*** Opening of Exercise data ***

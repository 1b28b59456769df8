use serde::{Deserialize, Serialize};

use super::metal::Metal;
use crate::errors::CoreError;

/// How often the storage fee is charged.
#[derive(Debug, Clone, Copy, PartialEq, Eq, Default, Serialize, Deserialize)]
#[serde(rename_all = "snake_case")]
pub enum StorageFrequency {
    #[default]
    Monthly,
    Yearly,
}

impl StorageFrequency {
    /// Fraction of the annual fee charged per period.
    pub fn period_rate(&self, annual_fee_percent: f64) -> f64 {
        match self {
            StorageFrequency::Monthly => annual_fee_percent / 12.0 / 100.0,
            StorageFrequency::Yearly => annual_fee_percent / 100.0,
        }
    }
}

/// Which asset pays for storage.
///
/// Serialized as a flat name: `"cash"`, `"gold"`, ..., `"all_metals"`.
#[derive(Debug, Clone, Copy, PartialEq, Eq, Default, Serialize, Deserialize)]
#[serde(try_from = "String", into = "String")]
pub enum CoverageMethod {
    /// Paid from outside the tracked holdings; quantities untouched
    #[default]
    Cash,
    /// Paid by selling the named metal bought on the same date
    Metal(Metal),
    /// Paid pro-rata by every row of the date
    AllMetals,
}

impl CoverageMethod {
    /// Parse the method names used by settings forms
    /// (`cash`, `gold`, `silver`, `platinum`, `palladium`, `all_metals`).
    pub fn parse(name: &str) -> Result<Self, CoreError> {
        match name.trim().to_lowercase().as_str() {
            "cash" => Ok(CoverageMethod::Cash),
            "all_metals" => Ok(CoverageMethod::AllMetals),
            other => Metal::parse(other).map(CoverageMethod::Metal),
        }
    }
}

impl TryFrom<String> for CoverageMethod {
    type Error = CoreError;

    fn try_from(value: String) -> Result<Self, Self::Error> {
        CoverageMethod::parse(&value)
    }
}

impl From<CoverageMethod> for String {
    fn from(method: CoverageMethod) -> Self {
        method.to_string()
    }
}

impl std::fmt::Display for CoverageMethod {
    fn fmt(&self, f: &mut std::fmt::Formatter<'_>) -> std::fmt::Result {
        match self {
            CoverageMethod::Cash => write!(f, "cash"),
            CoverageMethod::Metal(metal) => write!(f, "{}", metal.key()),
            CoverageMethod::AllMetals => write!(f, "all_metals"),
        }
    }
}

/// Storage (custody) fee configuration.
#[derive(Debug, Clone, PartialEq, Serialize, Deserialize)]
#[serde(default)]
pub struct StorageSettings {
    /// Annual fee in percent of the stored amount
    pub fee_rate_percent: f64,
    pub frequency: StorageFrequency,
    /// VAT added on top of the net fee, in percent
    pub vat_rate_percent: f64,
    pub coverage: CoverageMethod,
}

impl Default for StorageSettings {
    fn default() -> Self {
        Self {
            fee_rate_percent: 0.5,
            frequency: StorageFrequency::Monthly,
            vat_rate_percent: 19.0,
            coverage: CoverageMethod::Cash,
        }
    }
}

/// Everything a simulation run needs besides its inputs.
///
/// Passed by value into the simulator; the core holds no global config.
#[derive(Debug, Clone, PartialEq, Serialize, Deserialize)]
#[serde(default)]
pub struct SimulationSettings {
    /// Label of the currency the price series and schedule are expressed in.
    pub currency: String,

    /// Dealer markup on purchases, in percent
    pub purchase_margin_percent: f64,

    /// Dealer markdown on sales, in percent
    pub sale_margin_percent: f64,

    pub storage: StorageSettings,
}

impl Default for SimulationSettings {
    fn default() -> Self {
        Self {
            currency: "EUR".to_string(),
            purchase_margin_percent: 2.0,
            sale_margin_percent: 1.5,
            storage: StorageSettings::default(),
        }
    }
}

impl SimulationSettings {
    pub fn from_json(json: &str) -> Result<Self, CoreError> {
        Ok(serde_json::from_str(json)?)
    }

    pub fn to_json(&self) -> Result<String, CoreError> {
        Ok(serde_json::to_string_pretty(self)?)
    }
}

*** Close of Exercise data ***

== Goal of the exercise ==
The answer must be the full listing, copied exactly.

== Problem solution ==
repository 1b28b59456769df8
use serde::{Deserialize, Serialize};

use super::metal::Metal;
use crate::errors::CoreError;

/// How often the storage fee is charged.
#[derive(Debug, Clone, Copy, PartialEq, Eq, Default, Serialize, Deserialize)]
#[serde(rename_all = "snake_case")]
pub enum StorageFrequency {
    #[default]
    Monthly,
    Yearly,
}

impl StorageFrequency {
    /// Fraction of the annual fee charged per period.
    pub fn period_rate(&self, annual_fee_percent: f64) -> f64 {
        match self {
            StorageFrequency::Monthly => annual_fee_percent / 12.0 / 100.0,
            StorageFrequency::Yearly => annual_fee_percent / 100.0,
        }
    }
}

/// Which asset pays for storage.
///
/// Serialized as a flat name: `"cash"`, `"gold"`, ..., `"all_metals"`.
#[derive(Debug, Clone, Copy, PartialEq, Eq, Default, Serialize, Deserialize)]
#[serde(try_from = "String", into = "String")]
pub enum CoverageMethod {
    /// Paid from outside the tracked holdings; quantities untouched
    #[default]
    Cash,
    /// Paid by selling the named metal bought on the same date
    Metal(Metal),
    /// Paid pro-rata by every row of the date
    AllMetals,
}

impl CoverageMethod {
    /// Parse the method names used by settings forms
    /// (`cash`, `gold`, `silver`, `platinum`, `palladium`, `all_metals`).
    pub fn parse(name: &str) -> Result<Self, CoreError> {
        match name.trim().to_lowercase().as_str() {
            "cash" => Ok(CoverageMethod::Cash),
            "all_metals" => Ok(CoverageMethod::AllMetals),
            other => Metal::parse(other).map(CoverageMethod::Metal),
        }
    }
}

impl TryFrom<String> for CoverageMethod {
    type Error = CoreError;

    fn try_from(value: String) -> Result<Self, Self::Error> {
        CoverageMethod::parse(&value)
    }
}

impl From<CoverageMethod> for String {
    fn from(method: CoverageMethod) -> Self {
        method.to_string()
    }
}

impl std::fmt::Display for CoverageMethod {
    fn fmt(&self, f: &mut std::fmt::Formatter<'_>) -> std::fmt::Result {
        match self {
            CoverageMethod::Cash => write!(f, "cash"),
            CoverageMethod::Metal(metal) => write!(f, "{}", metal.key()),
            CoverageMethod::AllMetals => write!(f, "all_metals"),
        }
    }
}

/// Storage (custody) fee configuration.
#[derive(Debug, Clone, PartialEq, Serialize, Deserialize)]
#[serde(default)]
pub struct StorageSettings {
    /// Annual fee in percent of the stored amount
    pub fee_rate_percent: f64,
    pub frequency: StorageFrequency,
    /// VAT added on top of the net fee, in percent
    pub vat_rate_percent: f64,
    pub coverage: CoverageMethod,
}

impl Default for StorageSettings {
    fn default() -> Self {
        Self {
            fee_rate_percent: 0.5,
            frequency: StorageFrequency::Monthly,
            vat_rate_percent: 19.0,
            coverage: CoverageMethod::Cash,
        }
    }
}

/// Everything a simulation run needs besides its inputs.
///
/// Passed by value into the simulator; the core holds no global config.
#[derive(Debug, Clone, PartialEq, Serialize, Deserialize)]
#[serde(default)]
pub struct SimulationSettings {
    /// Label of the currency the price series and schedule are expressed in.
    pub currency: String,

    /// Dealer markup on purchases, in percent
    pub purchase_margin_percent: f64,

    /// Dealer markdown on sales, in percent
    pub sale_margin_percent: f64,

    pub storage: StorageSettings,
}

impl Default for SimulationSettings {
    fn default() -> Self {
        Self {
            currency: "EUR".to_string(),
            purchase_margin_percent: 2.0,
            sale_margin_percent: 1.5,
            storage: StorageSettings::default(),
        }
    }
}

impl SimulationSettings {
    pub fn from_json(json: &str) -> Result<Self, CoreError> {
        Ok(serde_json::from_str(json)?)
    }

    pub fn to_json(&self) -> Result<String, CoreError> {
        Ok(serde_json::to_string_pretty(self)?)
    }
}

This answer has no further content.